The carpentry of the barn is remarkable for several unusual technical and structural features:

  • First, the aisle wall-plates are not continuous but are tenoned into the sides of the aisle ties, whereas the normal (and much stronger) arrangement would be for the wall-plates to be continuous and the aisle ties tenoned into them.
  • Secondly, the nave purlins are tenoned into the sides of the principal rafters, not ‘clasped’ between the collar and the principal rafter as was usually the case in Middlesex at this time. This joint employs a diminished haunch tenon upside down; the earliest examples of conventional diminished haunch tenons are not found until a few years later, in the 1430s in Oxford and south Oxfordshire.
  • Finally, the roof trusses have a crown-strut between the tie-beam and the collar – again, an unusual arrangement in Middlesex, but more common in the Henley-on-Thames and mid-Hampshire regions, although there dating from the mid-15th century.

This mixture of experimental, precocious and regionally unusual features can perhaps be attributed to the wide experience and well-funded confidence of the late medieval Winchester carpenters.

Historical Significance

Excellent preservation, firm dating and an abundance of associated documents combine to make Harmondsworth Barn a rich source of information about medieval technology, farming practices, estate management, accounting, the history and finances of Winchester College, and daily life in the countryside. It provides a glimpse of aspects of medieval life – notably the annual round of rural toil on which survival depended – in a way that few buildings can.

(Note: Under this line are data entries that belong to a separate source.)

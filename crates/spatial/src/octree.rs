use octoplane_core::{Aabb, PlaneSegmenter, PointCloud};
use rand::Rng;
use rayon::prelude::*;

use crate::{Octant, OctreeError};

/// Construction parameters for [`SpaceOctree`].
#[derive(Debug, Clone, Copy, PartialEq, Eq)]
pub struct OctreeParams {
    /// Number of subdivision levels between the root and the leaves.
    /// `0` makes the root itself the only leaf.
    pub depth: usize,
}

impl Default for OctreeParams {
    fn default() -> Self {
        Self { depth: 1 }
    }
}

/// A cell of the octree.
///
/// A node does not know its own level: callers pass the remaining depth down
/// while walking. Nodes reached with a remaining depth of zero are leaves and
/// own the points routed into them; every other node owns only its children.
/// Children are created the first time a point is routed into their octant,
/// so unpopulated regions cost nothing.
#[derive(Debug, Clone)]
pub struct OctreeNode {
    bounds: Aabb,
    children: [Option<Box<OctreeNode>>; Octant::COUNT],
    points: PointCloud,
}

impl OctreeNode {
    pub fn new(bounds: Aabb) -> Self {
        Self {
            bounds,
            children: Default::default(),
            points: PointCloud::new(),
        }
    }

    pub fn bounds(&self) -> &Aabb {
        &self.bounds
    }

    /// Points held by this node. Always empty above leaf level.
    pub fn points(&self) -> &PointCloud {
        &self.points
    }

    pub fn child(&self, octant: Octant) -> Option<&OctreeNode> {
        self.children[octant.index()].as_deref()
    }

    /// Present children in octant order.
    pub fn children(&self) -> impl Iterator<Item = (Octant, &OctreeNode)> {
        Octant::all().filter_map(move |o| self.child(o).map(|c| (o, c)))
    }

    pub fn has_children(&self) -> bool {
        self.children.iter().any(Option::is_some)
    }

    /// Octant of this node's box that `point` falls into.
    #[inline]
    pub fn classify_octant(&self, point: &[f32; 3]) -> Octant {
        Octant::classify(&self.bounds.center(), point)
    }

    /// Routes `point` down `remaining_depth` levels and appends it to the
    /// leaf it lands in, creating any missing nodes on the way.
    pub fn insert(&mut self, point: [f32; 3], remaining_depth: usize) {
        let mut node = self;
        for _ in 0..remaining_depth {
            let octant = node.classify_octant(&point);
            let bounds = &node.bounds;
            node = &mut **node.children[octant.index()]
                .get_or_insert_with(|| Box::new(OctreeNode::new(octant.sub_aabb(bounds))));
        }
        node.points.push(point);
    }

    /// Replaces every leaf's points with the inliers `segmenter` picks
    /// for that leaf. Empty leaves are not handed to the segmenter.
    pub fn segment<S>(&mut self, segmenter: &S, remaining_depth: usize)
    where
        S: PlaneSegmenter + ?Sized,
    {
        if remaining_depth == 0 {
            self.segment_leaf(segmenter);
            return;
        }

        for child in self.children.iter_mut().flatten() {
            child.segment(segmenter, remaining_depth - 1);
        }
    }

    /// Same as [`segment`](Self::segment), with sibling subtrees handled on
    /// the rayon pool.
    pub fn par_segment<S>(&mut self, segmenter: &S, remaining_depth: usize)
    where
        S: PlaneSegmenter + Sync + ?Sized,
    {
        if remaining_depth == 0 {
            self.segment_leaf(segmenter);
            return;
        }

        self.children[..]
            .par_iter_mut()
            .filter_map(|slot| slot.as_deref_mut())
            .for_each(|child| child.par_segment(segmenter, remaining_depth - 1));
    }

    fn segment_leaf<S>(&mut self, segmenter: &S)
    where
        S: PlaneSegmenter + ?Sized,
    {
        let n = self.points.len();
        if n == 0 {
            return;
        }

        let mut inliers = segmenter.segment(&self.points);
        let returned = inliers.len();
        inliers.retain(|&i| i < n);
        if inliers.len() != returned {
            log::warn!(
                "segmenter returned {} out-of-range indices for a leaf of {} points; dropping them",
                returned - inliers.len(),
                n
            );
        }

        log::trace!("leaf {:?}: kept {} of {} points", self.bounds, inliers.len(), n);
        self.points = self.points.select(&inliers);
    }

    /// Collects all leaf points below this node, each leaf painted with one
    /// color drawn from `rng`. Leaves are visited depth first in octant order
    /// and each one consumes a single draw, even if it holds no points.
    pub fn export_colorized<R: Rng>(&self, remaining_depth: usize, rng: &mut R) -> PointCloud {
        let mut out = PointCloud::new();
        self.colorize_into(remaining_depth, rng, &mut out);
        out
    }

    fn colorize_into<R: Rng>(&self, remaining_depth: usize, rng: &mut R, out: &mut PointCloud) {
        if remaining_depth == 0 {
            let color: [u8; 3] = rng.gen();
            let mut leaf = self.points.clone();
            leaf.paint_uniform_color(color);
            out.append(&leaf);
            return;
        }

        for child in self.children.iter().flatten() {
            child.colorize_into(remaining_depth - 1, rng, out);
        }
    }

    /// Follows the insertion path of `point` and returns the leaf it would
    /// land in, if that leaf exists.
    pub fn leaf_for(&self, point: &[f32; 3], remaining_depth: usize) -> Option<&OctreeNode> {
        let mut node = self;
        for _ in 0..remaining_depth {
            node = node.child(node.classify_octant(point))?;
        }
        Some(node)
    }

    /// Calls `f` on every leaf below this node, in octant order.
    pub fn visit_leaves<F>(&self, remaining_depth: usize, f: &mut F)
    where
        F: FnMut(&OctreeNode),
    {
        if remaining_depth == 0 {
            f(self);
            return;
        }

        for child in self.children.iter().flatten() {
            child.visit_leaves(remaining_depth - 1, f);
        }
    }

    fn shrink_leaves(&mut self, remaining_depth: usize) {
        if remaining_depth == 0 {
            self.points.shrink_to_fit();
            return;
        }

        for child in self.children.iter_mut().flatten() {
            child.shrink_leaves(remaining_depth - 1);
        }
    }
}

/// Depth-bounded octree over a point cloud.
///
/// The tree is built once, segmented once and then read for display:
///
/// ```
/// use octoplane_core::PointCloud;
/// use octoplane_spatial::SpaceOctree;
///
/// let cloud = PointCloud::from_points([[0.0, 0.0, 0.0], [1.0, 1.0, 1.0]]);
/// let mut tree = SpaceOctree::new(1);
/// tree.build(&cloud).unwrap();
/// tree.segment(&|leaf: &PointCloud| -> Vec<usize> { (0..leaf.len()).collect() }).unwrap();
/// let colored = tree.export_colorized().unwrap();
/// assert_eq!(colored.len(), 2);
/// ```
#[derive(Debug, Clone)]
pub struct SpaceOctree {
    root: Option<OctreeNode>,
    depth: usize,
}

impl SpaceOctree {
    /// Largest depth [`build`](Self::build) accepts. Traversals recurse once
    /// per level, and a box away from the origin stops splitting after about
    /// 24 levels of `f32` precision anyway.
    pub const MAX_DEPTH: usize = 64;

    pub fn new(depth: usize) -> Self {
        Self { root: None, depth }
    }

    pub fn from_params(params: OctreeParams) -> Self {
        Self::new(params.depth)
    }

    pub fn depth(&self) -> usize {
        self.depth
    }

    pub fn root(&self) -> Option<&OctreeNode> {
        self.root.as_ref()
    }

    pub fn is_built(&self) -> bool {
        self.root.is_some()
    }

    /// Builds the tree over the bounding box of `cloud`, replacing any
    /// previous tree.
    ///
    /// Points are inserted in cloud order. Non-finite points are skipped.
    ///
    /// # Errors
    ///
    /// Returns [`OctreeError::DepthTooLarge`] if the configured depth exceeds
    /// [`MAX_DEPTH`](Self::MAX_DEPTH), and [`OctreeError::EmptyInput`] if
    /// `cloud` has no finite point. In both cases `self` is left unchanged.
    pub fn build(&mut self, cloud: &PointCloud) -> Result<(), OctreeError> {
        if self.depth > Self::MAX_DEPTH {
            return Err(OctreeError::DepthTooLarge {
                depth: self.depth,
                max: Self::MAX_DEPTH,
            });
        }

        let bounds = cloud.aabb();
        if bounds.is_empty() {
            return Err(OctreeError::EmptyInput);
        }

        let mut root = OctreeNode::new(bounds);
        let mut skipped = 0usize;
        for p in cloud.iter_points() {
            if !p.iter().all(|v| v.is_finite()) {
                skipped += 1;
                continue;
            }
            root.insert(p, self.depth);
        }
        root.shrink_leaves(self.depth);

        if skipped > 0 {
            log::warn!("skipped {} non-finite points while building octree", skipped);
        }

        self.root = Some(root);
        log::debug!(
            "built octree: depth={}, points={}, leaves={}",
            self.depth,
            cloud.len() - skipped,
            self.leaf_count()
        );
        Ok(())
    }

    /// Runs `segmenter` on every non-empty leaf and keeps only its inliers.
    ///
    /// # Errors
    ///
    /// Returns [`OctreeError::NotBuilt`] if called before [`build`](Self::build).
    pub fn segment<S>(&mut self, segmenter: &S) -> Result<(), OctreeError>
    where
        S: PlaneSegmenter + ?Sized,
    {
        let depth = self.depth;
        let root = self.root.as_mut().ok_or(OctreeError::NotBuilt)?;
        root.segment(segmenter, depth);
        log::debug!("segmented octree: {} points remain", self.point_count());
        Ok(())
    }

    /// Parallel [`segment`](Self::segment). Gives the same tree as the
    /// sequential version for segmenters whose output depends only on the
    /// leaf they are given.
    ///
    /// # Errors
    ///
    /// Returns [`OctreeError::NotBuilt`] if called before [`build`](Self::build).
    pub fn par_segment<S>(&mut self, segmenter: &S) -> Result<(), OctreeError>
    where
        S: PlaneSegmenter + Sync + ?Sized,
    {
        let depth = self.depth;
        let root = self.root.as_mut().ok_or(OctreeError::NotBuilt)?;
        root.par_segment(segmenter, depth);
        log::debug!("segmented octree in parallel: {} points remain", self.point_count());
        Ok(())
    }

    /// All leaf points in one cloud, each leaf in its own random color.
    ///
    /// Colors are drawn from the thread-local RNG, so they differ between
    /// calls. Use [`export_colorized_with_rng`](Self::export_colorized_with_rng)
    /// for reproducible output.
    ///
    /// # Errors
    ///
    /// Returns [`OctreeError::NotBuilt`] if called before [`build`](Self::build).
    pub fn export_colorized(&self) -> Result<PointCloud, OctreeError> {
        self.export_colorized_with_rng(&mut rand::thread_rng())
    }

    /// # Errors
    ///
    /// Returns [`OctreeError::NotBuilt`] if called before [`build`](Self::build).
    pub fn export_colorized_with_rng<R: Rng>(&self, rng: &mut R) -> Result<PointCloud, OctreeError> {
        let root = self.root.as_ref().ok_or(OctreeError::NotBuilt)?;
        let cloud = root.export_colorized(self.depth, rng);
        log::debug!("exported {} colorized points", cloud.len());
        Ok(cloud)
    }

    /// Leaf that `point` is routed to, if it exists.
    pub fn leaf_for(&self, point: &[f32; 3]) -> Option<&OctreeNode> {
        self.root.as_ref()?.leaf_for(point, self.depth)
    }

    /// Number of leaves; zero before `build`.
    pub fn leaf_count(&self) -> usize {
        let mut count = 0;
        if let Some(root) = &self.root {
            root.visit_leaves(self.depth, &mut |_| count += 1);
        }
        count
    }

    /// Number of points held across all leaves; zero before `build`.
    pub fn point_count(&self) -> usize {
        let mut count = 0;
        if let Some(root) = &self.root {
            root.visit_leaves(self.depth, &mut |leaf| count += leaf.points().len());
        }
        count
    }
}

impl Default for SpaceOctree {
    fn default() -> Self {
        Self::from_params(OctreeParams::default())
    }
}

Unusually, too, the barn bears witness to the production of wealth, and not, as in the case of most medieval monuments, its expenditure.

Sketch of the interior timber structure drawn by George Gilbert Scott in the 1840s
Sketch of the interior drawn by George Gilbert Scott in the 1840s, on which he based his first (unexecuted) designs for Christchurch Cathedral, New Zealand. © RIBA Library Drawings & Archives Collections

Architectural Influence

The interior of the barn has inspired a number of important architects in their designs. In 1850 George Gilbert Scott (1811–78) directly based proposals for a church in New Zealand (in what was to become ChristChurch) on the building, which he had recently visited.[4] Basil Champneys’s library at Mansfield College, Oxford (1887–9), owes a similar debt,[5] as does, very probably, the library by Ernest Gimson (completed 1922) at Bedales School, Hampshire.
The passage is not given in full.